*** RECORD EXCERPTS ***

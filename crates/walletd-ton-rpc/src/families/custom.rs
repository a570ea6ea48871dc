use super::FamilyAdapter;
use crate::config::ProviderType;

/// Generic fallback adapter for `custom`, `ankr`, and `tonhub`: sends
/// `x-api-key` if a key is configured, and otherwise
/// makes no assumptions about the endpoint's shape.
pub struct CustomAdapter;

impl FamilyAdapter for CustomAdapter {
    fn provider_type(&self) -> ProviderType {
        ProviderType::Custom
    }
}
//! # WalletD TON RPC
//!
//! Multi-provider RPC endpoint selection, health checking and rate limiting
//! for TON (The Open Network).
//!
//! This crate decides, for a given network, which configured TON RPC
//! endpoint a caller should send its next request to. It does not execute
//! the request itself: callers get back a concrete endpoint URL (and
//! optionally a rate-limit token), make the HTTP call with whatever client
//! they prefer, and report the outcome back so the next selection can take
//! it into account.
//!
//! ## Example
//!
//! ```ignore
//! use walletd_ton_rpc::{Manager, ConfigDocument, Network};
//!
//! let doc: ConfigDocument = serde_json::from_str(raw_json)?;
//! let manager = Manager::init(Network::Mainnet, doc, false).await?;
//!
//! let url = manager.resolve_endpoint().await;
//! // ... perform the RPC call against `url` ...
//! manager.report_success().await;
//! ```

#![forbid(unsafe_code)]
#![warn(missing_docs)]

pub mod config;
pub mod error;
pub mod families;
pub mod health;
pub mod logging;
pub mod manager;
pub mod normalizer;
pub mod rate_limiter;
pub mod registry;
pub mod selector;

pub use config::{
    ConfigDocument, ConfigError, DefaultsConfig, Network, ProviderConfig, ProviderType,
};
pub use error::ErrorClass;
pub use health::{HealthChecker, HealthResult, HealthStatus};
pub use logging::{RpcLogger, TracingLogger};
pub use manager::{Manager, ManagerError, ManagerSnapshot, ProviderSnapshot};
pub use rate_limiter::{RateLimitConfig, RateLimiter};
pub use registry::{ProviderRegistry, ResolvedProvider};
pub use selector::{Selector, SelectorConfig};
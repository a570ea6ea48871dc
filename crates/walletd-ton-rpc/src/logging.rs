//! Constructor-injected logging, so this crate never touches global state.

/// Minimal logging seam every component takes as a constructor argument.
///
/// Callers format their own messages (with `format!` or ahead-of-time
/// `tracing` fields); this trait only decides where the already-formatted
/// line goes.
pub trait RpcLogger: Send + Sync {
    fn debug(&self, message: &str);
    fn info(&self, message: &str);
    fn warn(&self, message: &str);
    fn error(&self, message: &str);
}

/// Default [`RpcLogger`] forwarding to the `tracing` macros. Embedders get
/// a stdout sink for free by installing `tracing_subscriber::fmt`; this
/// crate never installs a subscriber itself.
#[derive(Debug, Default, Clone, Copy)]
pub struct TracingLogger;

impl RpcLogger for TracingLogger {
    fn debug(&self, message: &str) {
        tracing::debug!("{message}");
    }

    fn info(&self, message: &str) {
        tracing::info!("{message}");
    }

    fn warn(&self, message: &str) {
        tracing::warn!("{message}");
    }

    fn error(&self, message: &str) {
        tracing::error!("{message}");
    }
}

*** End of RECORD EXCERPTS ***

[PROMPT]
Which lines of the data contain the string "ConfigDocument"? Copy each of them.

[ANSWER BELOW]
//! use walletd_ton_rpc::{Manager, ConfigDocument, Network};
//! let doc: ConfigDocument = serde_json::from_str(raw_json)?;
    ConfigDocument, ConfigError, DefaultsConfig, Network, ProviderConfig, ProviderType,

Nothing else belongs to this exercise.